2月のエルニーニョ監視海域の海面水温の基準値からの差は+0.2℃で、基準値に近い値でした。また、ラニーニャ現象発生の判断に使用している5か月移動平均値の12月の値は-0.2℃で、基準値に近い値でした。
太平洋赤道域の海面水温は西部で平年より高く、東部で平年に近くなりましたが、中部では平年より低くなりました。太平洋赤道域の海洋表層の水温は西部で平年より高い一方、中部から東部では平年より低くなりました。太平洋赤道域の日付変更線付近の対流活動は平年より不活発で、太平洋赤道域の大気下層の東風(貿易風)は中部で平年より強くなりましたが、東部では平年より弱くなりました。

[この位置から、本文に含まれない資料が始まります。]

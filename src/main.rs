//! pwdb - Entry Point
//!
//! Checks each username given on the command line against the credential
//! table, with the simulated server latency.

use log::info;
use std::process;
use tokio::io::AsyncWriteExt;

use pwdb::LookupConfig;
use pwdb::auth::check_user_exists_async;
use pwdb::error::PwdbError;
use pwdb::error::handlers::{
    EXIT_ALL_FOUND, EXIT_NOT_FOUND, EXIT_USAGE, error_to_exit_code, handle_error,
};
use pwdb::utils::logging::{log_lookup, setup_logging};

#[tokio::main]
async fn main() {
    setup_logging();

    let usernames: Vec<String> = std::env::args_os()
        .skip(1)
        .map(|arg| arg.to_string_lossy().into_owned())
        .collect();

    if usernames.is_empty() {
        eprintln!("usage: pwdb <username>...");
        process::exit(EXIT_USAGE);
    }

    let code = match run(&usernames).await {
        Ok(true) => EXIT_ALL_FOUND,
        Ok(false) => EXIT_NOT_FOUND,
        Err(e) => {
            handle_error(&e);
            error_to_exit_code(&e)
        }
    };

    process::exit(code);
}

/// Returns whether every username was found
async fn run(usernames: &[String]) -> Result<bool, PwdbError> {
    let config = LookupConfig::load()?;
    info!("Lookup config: {:?}", config);

    let mut stdout = tokio::io::stdout();
    let mut all_found = true;

    for username in usernames {
        let exists = check_user_exists_async(username, &config, &mut stdout).await?;
        log_lookup(username, exists);

        // terminate the progress line
        if config.show_progress && !username.is_empty() {
            stdout.write_all(b"\n").await?;
        }
        let verdict = if exists { "found" } else { "not found" };
        stdout
            .write_all(format!("{username}: {verdict}\n").as_bytes())
            .await?;

        all_found &= exists;
    }

    stdout.flush().await?;
    Ok(all_found)
}
//! Error handling
//!
//! Defines error types and handling for pwdb.

pub mod handlers;
pub mod types;

pub use types::*;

このような大気と海洋の状態は、エルニーニョ現象もラニーニャ現象も発生していない平常の状態と見られ、ラニーニャ現象に近い状態は弱まり始めていることを示しています。
●今後の見通し
ラニーニャ現象に近い状態はさらに弱まり、夏にかけて平常の状態が続く可能性が高くなっています(60%)。
実況では、太平洋赤道域の海面水温は東部で平年に近くなりましたが、中部では平年より低くなりました。また、中部から東部で海洋表層の冷水が継続しています。大気海洋結合モデルは、今後、太平洋赤道域は、ラニーニャ現象に近い状態はさらに弱まり、エルニーニョ監視海域の海面水温は夏にかけて基準値に近い値で推移すると予測しています。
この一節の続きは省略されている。